Each Lantern Festival also includes performances by leading folk arts troupes, as well as sensational pyrotechnics. No one does fireworks better than the Chinese, who invented them 1,300 years ago. As with other traditional fiestas in Taiwan, the event is associated with a particular food. The preferred treat at this time of year is a bowl of dumplings called yuanxiao or tangyuan. Made of glutinous rice flour, they are often filled with walnuts, sweet syrup, or candied tangerine peel. Savory versions contain minced meat or sesame paste. Served either hot or cold, they make for a delicious dessert or mid-afternoon snack.

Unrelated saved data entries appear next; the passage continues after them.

// ============================================================
// CheckUseCase
// ============================================================
// Smoke-tests the full path from disk to logits:
//
//   Step 1: Open the dataset with the standard pipeline
//   Step 2: Load the first `batch_size` samples and stack them
//   Step 3: Build the multitask model sized from the vocabularies
//           (optionally on top of pretrained backbone weights)
//   Step 4: Forward one batch, map arg-max ids back to labels
//
// Runs on NdArray, or on Wgpu when built with `--features wgpu`.

use std::path::PathBuf;

use anyhow::{bail, Result};
use burn::prelude::*;

use product_classifier::{
    data::batcher::ProductBatcher,
    ml::backbone::{FeatureExtractor, FeatureExtractorConfig},
    DataConfig, MultitaskModelConfig,
};

#[cfg(feature = "wgpu")]
type CheckBackend = burn::backend::Wgpu;
#[cfg(not(feature = "wgpu"))]
type CheckBackend = burn::backend::NdArray;

#[derive(Debug, Clone)]
pub struct CheckConfig {
    pub data:          DataConfig,
    pub batch_size:    usize,
    pub weights:       Option<PathBuf>,
    pub base_channels: usize,
}

/// Predicted labels for one product in the batch.
#[derive(Debug, Clone)]
pub struct Prediction {
    pub id:        String,
    pub category:  String,
    pub condition: String,
}

#[derive(Debug, Clone)]
pub struct CheckReport {
    pub category_logits:  [usize; 2],
    pub condition_logits: [usize; 2],
    pub predictions:      Vec<Prediction>,
}

pub struct CheckUseCase {
    config: CheckConfig,
}

impl CheckUseCase {
    pub fn new(config: CheckConfig) -> Self {
        Self { config }
    }

    pub fn execute(&self) -> Result<CheckReport> {
        let cfg    = &self.config;
        let device = <CheckBackend as Backend>::Device::default();

        // ── Step 1: Dataset ───────────────────────────────────────────────────
        let dataset = cfg.data.open_dataset()?;
        if dataset.is_empty() {
            bail!("No usable rows in '{}'", cfg.data.labels_path.display());
        }

        // ── Step 2: First batch ───────────────────────────────────────────────
        let count   = cfg.batch_size.clamp(1, dataset.len());
        let samples = (0..count).map(|i| dataset.get(i)).collect::<Result<Vec<_>, _>>()?;
        let batch   = ProductBatcher::<CheckBackend>::new(device.clone()).try_batch(samples)?;
        tracing::info!("Loaded batch of {} images {:?}", count, batch.images.dims());

        // ── Step 3: Model ─────────────────────────────────────────────────────
        let backbone     = FeatureExtractorConfig::new().with_base_channels(cfg.base_channels);
        let model_config = MultitaskModelConfig::for_vocabulary(dataset.vocabulary()?)
            .with_backbone(backbone.clone());
        let model = match &cfg.weights {
            Some(path) => {
                let extractor = FeatureExtractor::<CheckBackend>::load_pretrained(path, &backbone, &device)?;
                model_config.init_with_extractor(extractor, &device)?
            }
            None => model_config.init::<CheckBackend>(&device)?,
        };

        // ── Step 4: Forward ───────────────────────────────────────────────────
        let output = model.forward(batch.images);
        let (categories, conditions) = output.predicted_ids();

        let predictions = categories
            .iter()
            .zip(&conditions)
            .enumerate()
            .map(|(i, (&category, &condition))| -> Result<Prediction> {
                Ok(Prediction {
                    id:        dataset.record(i)?.id.clone(),
                    category:  dataset.category_name(category)?.to_string(),
                    condition: dataset.condition_name(condition)?.to_string(),
                })
            })
            .collect::<Result<Vec<_>>>()?;

        Ok(CheckReport {
            category_logits:  output.category_logits.dims(),
            condition_logits: output.condition_logits.dims(),
            predictions,
        })
    }
}
// ============================================================
// Sample: what the dataset hands to a training loop
// ============================================================
// A sample is built on demand from a DataRecord plus the image
// file it names, and is never persisted:
//
//   image      channel-first float tensor [C, H, W]
//   category   dense id from the category vocabulary
//   condition  dense id from the condition vocabulary
//
// The tensor is backend-agnostic (a flat Vec<f32>); the batcher
// turns a Vec<Sample> into burn tensors on the target device.

/// A channel-first (`[C, H, W]`) float image.
#[derive(Debug, Clone, PartialEq)]
pub struct ImageTensor {
    shape: [usize; 3],
    data:  Vec<f32>,
}

impl ImageTensor {
    /// Wrap channel-first data. Returns `None` when `data` does not
    /// hold exactly `channels * height * width` values.
    pub fn new(shape: [usize; 3], data: Vec<f32>) -> Option<Self> {
        let [c, h, w] = shape;
        (c * h * w == data.len()).then_some(Self { shape, data })
    }

    /// Callers inside the crate that build `data` from the shape itself.
    pub(crate) fn from_chw(shape: [usize; 3], data: Vec<f32>) -> Self {
        debug_assert_eq!(shape.iter().product::<usize>(), data.len());
        Self { shape, data }
    }

    pub fn shape(&self) -> [usize; 3] {
        self.shape
    }

    pub fn channels(&self) -> usize {
        self.shape[0]
    }

    pub fn height(&self) -> usize {
        self.shape[1]
    }

    pub fn width(&self) -> usize {
        self.shape[2]
    }

    pub fn data(&self) -> &[f32] {
        &self.data
    }

    pub fn into_data(self) -> Vec<f32> {
        self.data
    }

    /// One channel plane, row-major.
    pub fn plane(&self, channel: usize) -> &[f32] {
        let n = self.shape[1] * self.shape[2];
        &self.data[channel * n..(channel + 1) * n]
    }

    pub fn plane_mut(&mut self, channel: usize) -> &mut [f32] {
        let n = self.shape[1] * self.shape[2];
        &mut self.data[channel * n..(channel + 1) * n]
    }
}

/// One indexed dataset item.
#[derive(Debug, Clone, PartialEq)]
pub struct Sample {
    pub image:     ImageTensor,
    pub category:  usize,
    pub condition: usize,
}

#[cfg(test)]
mod tests {
    use super::*;

    #[test]
    fn test_rejects_mismatched_length() {
        assert!(ImageTensor::new([3, 2, 2], vec![0.0; 11]).is_none());
        assert!(ImageTensor::new([3, 2, 2], vec![0.0; 12]).is_some());
    }

    #[test]
    fn test_planes_are_channel_first() {
        let data: Vec<f32> = (0..12).map(|v| v as f32).collect();
        let t = ImageTensor::new([3, 2, 2], data).unwrap();
        assert_eq!(t.plane(0), &[0.0, 1.0, 2.0, 3.0]);
        assert_eq!(t.plane(2), &[8.0, 9.0, 10.0, 11.0]);
    }
}
// ============================================================
// Infrastructure Layer
// ============================================================
// Files on disk that are not label tables or images:
//
//   config.rs     : DataConfig as JSON (paths, resize/crop
//                   sizes, normalization statistics) and the
//                   standard transform pipeline built from it
//
//   pretrained.rs : backbone weights through Burn's
//                   CompactRecorder, loaded once before the
//                   heads are attached

/// JSON data-preparation config
pub mod config;

/// Pretrained feature-extractor weights
pub mod pretrained;
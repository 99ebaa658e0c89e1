// ============================================================
// Error Taxonomy
// ============================================================
// Every failure the library can report, as one enum.
//
// Nothing in this crate retries or substitutes a placeholder:
// the error goes straight back to the immediate caller, who
// decides whether to skip the sample, retry, or abort.
//
//   Parse            : label table unreadable or missing a column
//   MissingResource  : "<id>.jpg" not found under the image root
//   Decode           : image file present but not decodable
//   Lookup           : label / id never seen when the vocabulary was built
//   Index            : sample index past the end of the dataset
//   Configuration    : model pieces that do not fit together
//   EmptyDataset     : vocabulary / weights requested on zero records
//   InvalidTransform : bad Resize / CenterCrop / Normalize arguments
//   Batch            : samples whose image shapes cannot be stacked

use std::path::PathBuf;

use thiserror::Error;

use crate::domain::record::LabelField;

pub type Result<T> = std::result::Result<T, Error>;

#[derive(Debug, Error)]
pub enum Error {
    #[error("cannot parse label table {path}: {reason}")]
    Parse { path: PathBuf, reason: String },

    #[error("cannot read label table {path}: {source}")]
    Csv {
        path: PathBuf,
        #[source]
        source: csv::Error,
    },

    #[error("cannot read workbook {path}: {source}")]
    Workbook {
        path: PathBuf,
        #[source]
        source: calamine::Error,
    },

    #[error("image not found: {path}")]
    MissingResource { path: PathBuf },

    #[error("cannot decode image {path}: {source}")]
    Decode {
        path: PathBuf,
        #[source]
        source: image::ImageError,
    },

    #[error("unknown {field} label '{label}'")]
    UnknownLabel { field: LabelField, label: String },

    #[error("unknown {field} id {id} (vocabulary has {size} labels)")]
    UnknownId {
        field: LabelField,
        id:    usize,
        size:  usize,
    },

    #[error("sample index {index} out of range for dataset of length {len}")]
    Index { index: usize, len: usize },

    #[error("invalid model configuration: {0}")]
    Configuration(String),

    #[error("dataset is empty: every row of {origin} is missing id, category or condition")]
    EmptyDataset { origin: String },

    #[error("cannot batch samples: {0}")]
    Batch(String),

    #[error("invalid transform: {0}")]
    InvalidTransform(String),

    #[error("cannot load backbone weights from {path}: {reason}")]
    Weights { path: PathBuf, reason: String },

    #[error("io error at {path}: {source}")]
    Io {
        path: PathBuf,
        #[source]
        source: std::io::Error,
    },

    #[error("json error at {path}: {source}")]
    Json {
        path: PathBuf,
        #[source]
        source: serde_json::Error,
    },
}

impl Error {
    /// True for both flavours of vocabulary miss (label or id).
    pub fn is_lookup(&self) -> bool {
        matches!(self, Error::UnknownLabel { .. } | Error::UnknownId { .. })
    }

    /// True when the table itself could not be understood.
    pub fn is_parse(&self) -> bool {
        matches!(
            self,
            Error::Parse { .. } | Error::Csv { .. } | Error::Workbook { .. }
        )
    }
}
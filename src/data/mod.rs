// ============================================================
// Data Pipeline
// ============================================================
// Everything between the label table on disk and a batch of
// tensors ready for the model.
//
//   labels.csv / labels.xlsx
//       │
//       ▼
//   TableLoader         → filtered DataRecords (id, category, condition)
//       │
//       ▼
//   LabelVocabulary     → label ↔ dense id, per field
//   ClassWeightTable    → max(count) / count, per field
//       │
//       ▼
//   ProductsDataset     → <id>.jpg + TransformPipeline → Sample
//       │
//       ▼
//   ProductBatcher      → images [N, C, H, W] + label id tensors
//
// Each stage is testable on its own; only the dataset touches
// the image directory.

/// Reads the label table (.csv / .tsv / .xlsx)
pub mod loader;

/// Sorted label ↔ id mappings
pub mod vocabulary;

/// Inverse-frequency class weights
pub mod weights;

/// Resize / CenterCrop / Normalize / ToTensor and their composition
pub mod transform;

/// Implements Burn's Dataset trait for product samples
pub mod dataset;

/// Implements Burn's Batcher trait to create tensor batches
pub mod batcher;
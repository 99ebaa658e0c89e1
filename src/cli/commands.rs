// ============================================================
// CLI Commands and Arguments
// ============================================================
// Defines the two subcommands, `inspect` and `check`, and their
// flags. Both locate the data either through --labels/--images
// or through a saved DataConfig (--config).

use std::path::PathBuf;

use anyhow::{bail, Result};
use clap::{Args, Subcommand};

use product_classifier::DataConfig;

use crate::application::check_use_case::CheckConfig;

#[derive(Subcommand, Debug)]
pub enum Commands {
    /// Summarise the label table: rows, vocabularies, class weights
    Inspect(InspectArgs),

    /// Push the first batch through the multitask model
    Check(CheckArgs),
}

/// Where the labels and images are.
#[derive(Args, Debug)]
pub struct DataArgs {
    /// Label table (.csv, .tsv or .xlsx) with id, category and condition columns
    #[arg(long, required_unless_present = "config")]
    pub labels: Option<PathBuf>,

    /// Directory containing one <id>.jpg per product
    #[arg(long, required_unless_present = "config")]
    pub images: Option<PathBuf>,

    /// JSON DataConfig; replaces --labels / --images
    #[arg(long, conflicts_with_all = ["labels", "images"])]
    pub config: Option<PathBuf>,
}

impl DataArgs {
    /// Resolve the flags into the library's DataConfig.
    pub fn into_config(self) -> Result<DataConfig> {
        match (self.config, self.labels, self.images) {
            (Some(path), _, _)                => Ok(DataConfig::load(path)?),
            (None, Some(labels), Some(images)) => Ok(DataConfig::new(labels, images)),
            _ => bail!("either --config or both --labels and --images are required"),
        }
    }
}

#[derive(Args, Debug)]
pub struct InspectArgs {
    #[command(flatten)]
    pub data: DataArgs,
}

#[derive(Args, Debug)]
pub struct CheckArgs {
    #[command(flatten)]
    pub data: DataArgs,

    /// Number of samples in the test batch
    #[arg(long, default_value_t = 8)]
    pub batch_size: usize,

    /// Pretrained backbone weights (CompactRecorder file, without extension)
    #[arg(long)]
    pub weights: Option<PathBuf>,

    /// Width of the first backbone stage; 64 is ResNet-18
    #[arg(long, default_value_t = 64)]
    pub base_channels: usize,
}

/// The boundary between CLI and application: the use case
/// never sees clap types.
impl TryFrom<CheckArgs> for CheckConfig {
    type Error = anyhow::Error;

    fn try_from(a: CheckArgs) -> Result<Self> {
        Ok(CheckConfig {
            data:          a.data.into_config()?,
            batch_size:    a.batch_size,
            weights:       a.weights,
            base_channels: a.base_channels,
        })
    }
}
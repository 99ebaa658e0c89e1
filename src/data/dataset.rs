// ============================================================
// ProductsDataset
// ============================================================
// Index-addressable product samples.
//
// Built once from a label source and an image directory:
//   1. load the filtered records (id, category, condition)
//   2. build the category / condition vocabularies
//   3. build the class weight table from the same records
//
// After construction nothing is mutated. `get(i)` reads
// `<image_root>/<id>.jpg`, decodes it, runs the optional
// transform pipeline on the image, and pairs the result with
// the record's dense label ids. Each call re-reads the file;
// there is no cache and no shared mutable state, so distinct
// indices can be fetched from many threads at once.
//
// An empty dataset (every row had a missing value) is valid,
// but asking it for its vocabulary or weights fails with
// EmptyDataset instead of handing back empty tables.

use std::path::{Path, PathBuf};
use std::sync::Arc;

use burn::data::dataset::Dataset;

use crate::data::loader::TableLoader;
use crate::data::transform::{ImageData, TransformPipeline};
use crate::data::vocabulary::LabelVocabulary;
use crate::data::weights::ClassWeightTable;
use crate::domain::record::{DataRecord, LabelField};
use crate::domain::sample::Sample;
use crate::domain::traits::LabelSource;
use crate::error::{Error, Result};

pub struct ProductsDataset {
    origin:     String,
    records:    Vec<DataRecord>,
    vocabulary: LabelVocabulary,
    weights:    ClassWeightTable,
    image_root: PathBuf,
    transform:  Option<TransformPipeline>,
}

impl ProductsDataset {
    /// Load labels from a `.csv` / `.tsv` / `.xlsx` table on disk.
    pub fn new(
        labels_path: impl Into<PathBuf>,
        image_root:  impl Into<PathBuf>,
        transform:   Option<TransformPipeline>,
    ) -> Result<Self> {
        Self::from_source(&TableLoader::new(labels_path), image_root, transform)
    }

    pub fn from_source(
        source:     &impl LabelSource,
        image_root: impl Into<PathBuf>,
        transform:  Option<TransformPipeline>,
    ) -> Result<Self> {
        let mut records = source.load_records()?;
        let loaded      = records.len();
        records.retain(DataRecord::is_complete);
        if records.len() < loaded {
            tracing::info!(
                "Dropped {} records with an empty id, category or condition",
                loaded - records.len(),
            );
        }

        let vocabulary = LabelVocabulary::build(&records);
        let weights    = ClassWeightTable::build(&records, &vocabulary)?;
        let image_root = image_root.into();

        if records.is_empty() {
            tracing::warn!("No usable rows in '{}'", source.describe());
        } else {
            tracing::info!(
                "Dataset ready: {} samples, {} categories, {} conditions, images in '{}'",
                records.len(),
                vocabulary.num_categories(),
                vocabulary.num_conditions(),
                image_root.display(),
            );
        }

        Ok(Self {
            origin: source.describe(),
            records,
            vocabulary,
            weights,
            image_root,
            transform,
        })
    }

    pub fn len(&self) -> usize {
        self.records.len()
    }

    pub fn is_empty(&self) -> bool {
        self.records.is_empty()
    }

    /// Load, decode and transform sample `index`.
    pub fn get(&self, index: usize) -> Result<Sample> {
        let record    = self.record(index)?;
        let category  = self.vocabulary.label_to_id(LabelField::Category, &record.category)?;
        let condition = self.vocabulary.label_to_id(LabelField::Condition, &record.condition)?;

        let path  = self.image_root.join(record.image_file_name());
        let image = ImageData::Pixels(load_rgb(&path)?);
        let image = match &self.transform {
            Some(pipeline) => pipeline.apply(image)?,
            None           => image,
        };

        let image = image.into_tensor();
        tracing::debug!("Sample {} ('{}') → {:?}", index, record.id, image.shape());
        Ok(Sample { image, category, condition })
    }

    /// The filtered table row behind sample `index`.
    pub fn record(&self, index: usize) -> Result<&DataRecord> {
        self.records
            .get(index)
            .ok_or(Error::Index { index, len: self.records.len() })
    }

    pub fn records(&self) -> &[DataRecord] {
        &self.records
    }

    /// Where `get(index)` reads its image from.
    pub fn image_path(&self, index: usize) -> Result<PathBuf> {
        Ok(self.image_root.join(self.record(index)?.image_file_name()))
    }

    pub fn image_root(&self) -> &Path {
        &self.image_root
    }

    pub fn transform(&self) -> Option<&TransformPipeline> {
        self.transform.as_ref()
    }

    pub fn vocabulary(&self) -> Result<&LabelVocabulary> {
        self.ensure_not_empty()?;
        Ok(&self.vocabulary)
    }

    pub fn class_weights(&self) -> Result<&ClassWeightTable> {
        self.ensure_not_empty()?;
        Ok(&self.weights)
    }

    pub fn label_to_id(&self, field: LabelField, label: &str) -> Result<usize> {
        self.vocabulary()?.label_to_id(field, label)
    }

    pub fn category_name(&self, id: usize) -> Result<&str> {
        self.vocabulary()?.id_to_label(LabelField::Category, id)
    }

    pub fn condition_name(&self, id: usize) -> Result<&str> {
        self.vocabulary()?.id_to_label(LabelField::Condition, id)
    }

    fn ensure_not_empty(&self) -> Result<()> {
        if self.records.is_empty() {
            return Err(Error::EmptyDataset { origin: self.origin.clone() });
        }
        Ok(())
    }
}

The festival’s theme each year is the New Year’s animal sign on the Sheng-xiao, a 12-year cycle often called the Chinese Zodiac. Just as Westerners usually know their star sign, so everyone of Chinese descent knows which zodiac year he or she was born in. The forthcoming New Year’s Eve (February 18, 2015) will be the final day of the Year of the Horse. The following day will be the first of the Year of the Ram (sometimes translated as the Year of the Sheep or Goat). The other 10 animals in the cycle are monkey, rooster, dog, pig, rat, ox, tiger, rabbit, dragon, and snake. Just as one’s star sign is thought to influence one’s character, people in Taiwan have long believed those born in certain years tend to have similar personalities.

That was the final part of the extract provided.